**What is needed:** Transcribe the records below exactly, from their first line through the line containing "for older producers.". Omit every line after it.

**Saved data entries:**
----
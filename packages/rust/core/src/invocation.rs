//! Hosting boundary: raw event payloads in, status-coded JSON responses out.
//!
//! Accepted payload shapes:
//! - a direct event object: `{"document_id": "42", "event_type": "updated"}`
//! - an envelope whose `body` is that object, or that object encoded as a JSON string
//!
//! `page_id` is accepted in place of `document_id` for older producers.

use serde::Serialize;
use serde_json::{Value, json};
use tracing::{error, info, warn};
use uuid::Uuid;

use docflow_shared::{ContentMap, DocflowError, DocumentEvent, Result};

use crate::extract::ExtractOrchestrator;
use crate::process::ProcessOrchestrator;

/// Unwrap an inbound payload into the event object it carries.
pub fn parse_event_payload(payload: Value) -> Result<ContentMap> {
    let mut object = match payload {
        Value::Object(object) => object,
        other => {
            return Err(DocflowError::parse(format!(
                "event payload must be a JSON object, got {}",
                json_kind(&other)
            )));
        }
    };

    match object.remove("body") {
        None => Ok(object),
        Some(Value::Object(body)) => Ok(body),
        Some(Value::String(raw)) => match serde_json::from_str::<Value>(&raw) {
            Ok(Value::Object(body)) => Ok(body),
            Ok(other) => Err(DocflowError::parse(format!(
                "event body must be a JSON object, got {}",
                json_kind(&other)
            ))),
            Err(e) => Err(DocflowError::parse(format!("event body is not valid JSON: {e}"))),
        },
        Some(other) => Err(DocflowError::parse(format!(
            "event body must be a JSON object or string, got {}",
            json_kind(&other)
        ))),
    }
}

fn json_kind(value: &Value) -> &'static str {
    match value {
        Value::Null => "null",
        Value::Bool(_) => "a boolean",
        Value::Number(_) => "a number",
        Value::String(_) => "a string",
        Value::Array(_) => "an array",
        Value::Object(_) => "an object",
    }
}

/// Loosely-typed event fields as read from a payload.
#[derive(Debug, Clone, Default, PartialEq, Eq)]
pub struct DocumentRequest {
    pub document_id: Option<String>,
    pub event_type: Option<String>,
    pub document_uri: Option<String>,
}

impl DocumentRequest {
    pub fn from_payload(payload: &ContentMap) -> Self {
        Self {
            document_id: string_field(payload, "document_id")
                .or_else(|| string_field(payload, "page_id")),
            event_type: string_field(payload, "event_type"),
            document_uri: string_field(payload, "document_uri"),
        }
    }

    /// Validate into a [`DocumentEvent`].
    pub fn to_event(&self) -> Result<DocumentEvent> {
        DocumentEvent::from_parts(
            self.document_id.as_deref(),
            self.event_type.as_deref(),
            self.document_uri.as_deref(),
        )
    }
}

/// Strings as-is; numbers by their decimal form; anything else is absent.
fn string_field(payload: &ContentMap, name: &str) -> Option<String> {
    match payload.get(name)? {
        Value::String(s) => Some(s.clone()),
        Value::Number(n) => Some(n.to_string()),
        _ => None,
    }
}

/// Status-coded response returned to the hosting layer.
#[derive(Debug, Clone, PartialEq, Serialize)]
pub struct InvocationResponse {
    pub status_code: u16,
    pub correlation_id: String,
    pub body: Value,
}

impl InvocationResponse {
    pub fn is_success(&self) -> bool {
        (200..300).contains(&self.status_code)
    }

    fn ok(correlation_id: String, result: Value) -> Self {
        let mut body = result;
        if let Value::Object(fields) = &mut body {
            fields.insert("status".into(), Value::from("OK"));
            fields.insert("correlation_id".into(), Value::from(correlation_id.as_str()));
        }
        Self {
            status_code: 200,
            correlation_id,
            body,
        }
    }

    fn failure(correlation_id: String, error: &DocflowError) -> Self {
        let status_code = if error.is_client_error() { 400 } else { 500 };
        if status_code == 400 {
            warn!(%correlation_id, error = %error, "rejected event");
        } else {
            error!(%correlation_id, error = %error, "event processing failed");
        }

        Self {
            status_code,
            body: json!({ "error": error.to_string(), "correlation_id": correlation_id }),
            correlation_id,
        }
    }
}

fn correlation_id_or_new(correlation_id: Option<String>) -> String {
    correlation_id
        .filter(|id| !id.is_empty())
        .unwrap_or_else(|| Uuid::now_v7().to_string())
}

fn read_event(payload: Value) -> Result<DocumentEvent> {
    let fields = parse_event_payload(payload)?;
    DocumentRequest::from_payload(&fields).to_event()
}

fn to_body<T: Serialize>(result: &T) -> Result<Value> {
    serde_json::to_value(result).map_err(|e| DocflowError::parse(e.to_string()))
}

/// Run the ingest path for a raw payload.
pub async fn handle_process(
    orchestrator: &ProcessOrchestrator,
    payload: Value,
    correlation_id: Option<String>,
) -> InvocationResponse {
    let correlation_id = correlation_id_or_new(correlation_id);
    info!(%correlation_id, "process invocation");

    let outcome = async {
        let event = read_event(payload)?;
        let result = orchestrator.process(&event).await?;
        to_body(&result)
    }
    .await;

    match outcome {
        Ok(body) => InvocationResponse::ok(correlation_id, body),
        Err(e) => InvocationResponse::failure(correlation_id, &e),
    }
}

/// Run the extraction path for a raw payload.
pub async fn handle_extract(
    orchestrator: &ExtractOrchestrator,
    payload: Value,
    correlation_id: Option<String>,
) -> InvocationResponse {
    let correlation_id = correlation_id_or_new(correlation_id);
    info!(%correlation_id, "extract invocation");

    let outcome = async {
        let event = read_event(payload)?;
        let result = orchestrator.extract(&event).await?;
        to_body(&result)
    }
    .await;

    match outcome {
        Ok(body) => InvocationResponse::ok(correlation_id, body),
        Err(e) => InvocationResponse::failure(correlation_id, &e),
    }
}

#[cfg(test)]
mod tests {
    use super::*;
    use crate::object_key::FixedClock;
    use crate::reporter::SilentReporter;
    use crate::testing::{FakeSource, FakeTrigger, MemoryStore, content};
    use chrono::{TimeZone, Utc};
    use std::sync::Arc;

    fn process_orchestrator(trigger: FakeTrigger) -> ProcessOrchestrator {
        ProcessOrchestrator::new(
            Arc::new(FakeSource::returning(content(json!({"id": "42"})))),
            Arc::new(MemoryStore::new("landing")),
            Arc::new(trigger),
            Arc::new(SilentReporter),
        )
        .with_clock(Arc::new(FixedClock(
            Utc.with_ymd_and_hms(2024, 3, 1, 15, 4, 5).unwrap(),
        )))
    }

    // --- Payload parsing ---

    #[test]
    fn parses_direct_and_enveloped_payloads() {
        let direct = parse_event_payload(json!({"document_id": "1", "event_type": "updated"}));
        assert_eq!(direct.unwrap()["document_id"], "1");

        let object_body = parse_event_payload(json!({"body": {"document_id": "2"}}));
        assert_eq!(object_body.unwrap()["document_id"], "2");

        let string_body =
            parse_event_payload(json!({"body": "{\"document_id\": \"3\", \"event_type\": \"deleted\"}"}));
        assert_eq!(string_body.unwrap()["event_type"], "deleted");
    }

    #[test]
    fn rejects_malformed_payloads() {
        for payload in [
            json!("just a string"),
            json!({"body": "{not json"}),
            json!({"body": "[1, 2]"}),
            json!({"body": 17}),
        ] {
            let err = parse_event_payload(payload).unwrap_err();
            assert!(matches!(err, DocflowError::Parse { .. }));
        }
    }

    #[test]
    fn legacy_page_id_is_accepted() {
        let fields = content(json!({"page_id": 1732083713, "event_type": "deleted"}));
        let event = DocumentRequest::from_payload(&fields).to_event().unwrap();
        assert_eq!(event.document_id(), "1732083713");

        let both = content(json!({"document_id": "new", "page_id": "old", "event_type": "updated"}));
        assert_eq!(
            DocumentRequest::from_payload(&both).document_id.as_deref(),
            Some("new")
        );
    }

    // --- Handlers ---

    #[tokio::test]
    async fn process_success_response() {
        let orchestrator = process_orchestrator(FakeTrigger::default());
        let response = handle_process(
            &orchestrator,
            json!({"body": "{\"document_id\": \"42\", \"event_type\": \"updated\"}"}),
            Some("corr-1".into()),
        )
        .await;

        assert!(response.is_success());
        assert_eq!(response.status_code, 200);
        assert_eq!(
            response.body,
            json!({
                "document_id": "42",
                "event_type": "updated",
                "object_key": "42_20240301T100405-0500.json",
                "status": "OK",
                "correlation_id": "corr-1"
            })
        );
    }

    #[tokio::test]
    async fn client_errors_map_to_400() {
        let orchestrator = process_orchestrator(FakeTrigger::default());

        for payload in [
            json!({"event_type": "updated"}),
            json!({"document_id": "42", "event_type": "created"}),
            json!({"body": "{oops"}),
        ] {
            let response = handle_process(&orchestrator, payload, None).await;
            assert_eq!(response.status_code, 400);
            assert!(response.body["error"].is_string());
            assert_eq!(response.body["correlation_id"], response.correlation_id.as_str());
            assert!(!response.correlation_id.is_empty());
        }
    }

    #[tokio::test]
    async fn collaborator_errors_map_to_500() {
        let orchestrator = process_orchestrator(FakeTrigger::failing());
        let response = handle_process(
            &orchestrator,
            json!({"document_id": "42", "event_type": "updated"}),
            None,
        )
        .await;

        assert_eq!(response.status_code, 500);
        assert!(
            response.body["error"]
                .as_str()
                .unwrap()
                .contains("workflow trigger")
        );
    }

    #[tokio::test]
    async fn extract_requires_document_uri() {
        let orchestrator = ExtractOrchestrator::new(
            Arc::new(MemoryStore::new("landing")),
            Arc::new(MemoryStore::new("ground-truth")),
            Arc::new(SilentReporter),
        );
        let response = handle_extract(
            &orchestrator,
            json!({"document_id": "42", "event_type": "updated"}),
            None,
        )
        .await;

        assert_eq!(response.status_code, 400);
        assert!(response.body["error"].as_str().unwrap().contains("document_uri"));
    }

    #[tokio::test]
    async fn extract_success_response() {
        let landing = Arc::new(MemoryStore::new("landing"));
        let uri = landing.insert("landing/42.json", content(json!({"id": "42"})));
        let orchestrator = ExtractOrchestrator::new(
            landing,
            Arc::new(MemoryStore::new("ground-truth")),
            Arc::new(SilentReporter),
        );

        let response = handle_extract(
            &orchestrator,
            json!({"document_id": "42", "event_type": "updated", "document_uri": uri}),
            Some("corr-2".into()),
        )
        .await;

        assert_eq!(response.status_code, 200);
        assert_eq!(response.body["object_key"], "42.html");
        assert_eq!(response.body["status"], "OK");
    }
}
----
**Solution to this problem:**
filename packages/rust/core/src/invocation.rs
//! Hosting boundary: raw event payloads in, status-coded JSON responses out.
//!
//! Accepted payload shapes:
//! - a direct event object: `{"document_id": "42", "event_type": "updated"}`
//! - an envelope whose `body` is that object, or that object encoded as a JSON string
//!
//! `page_id` is accepted in place of `document_id` for older producers.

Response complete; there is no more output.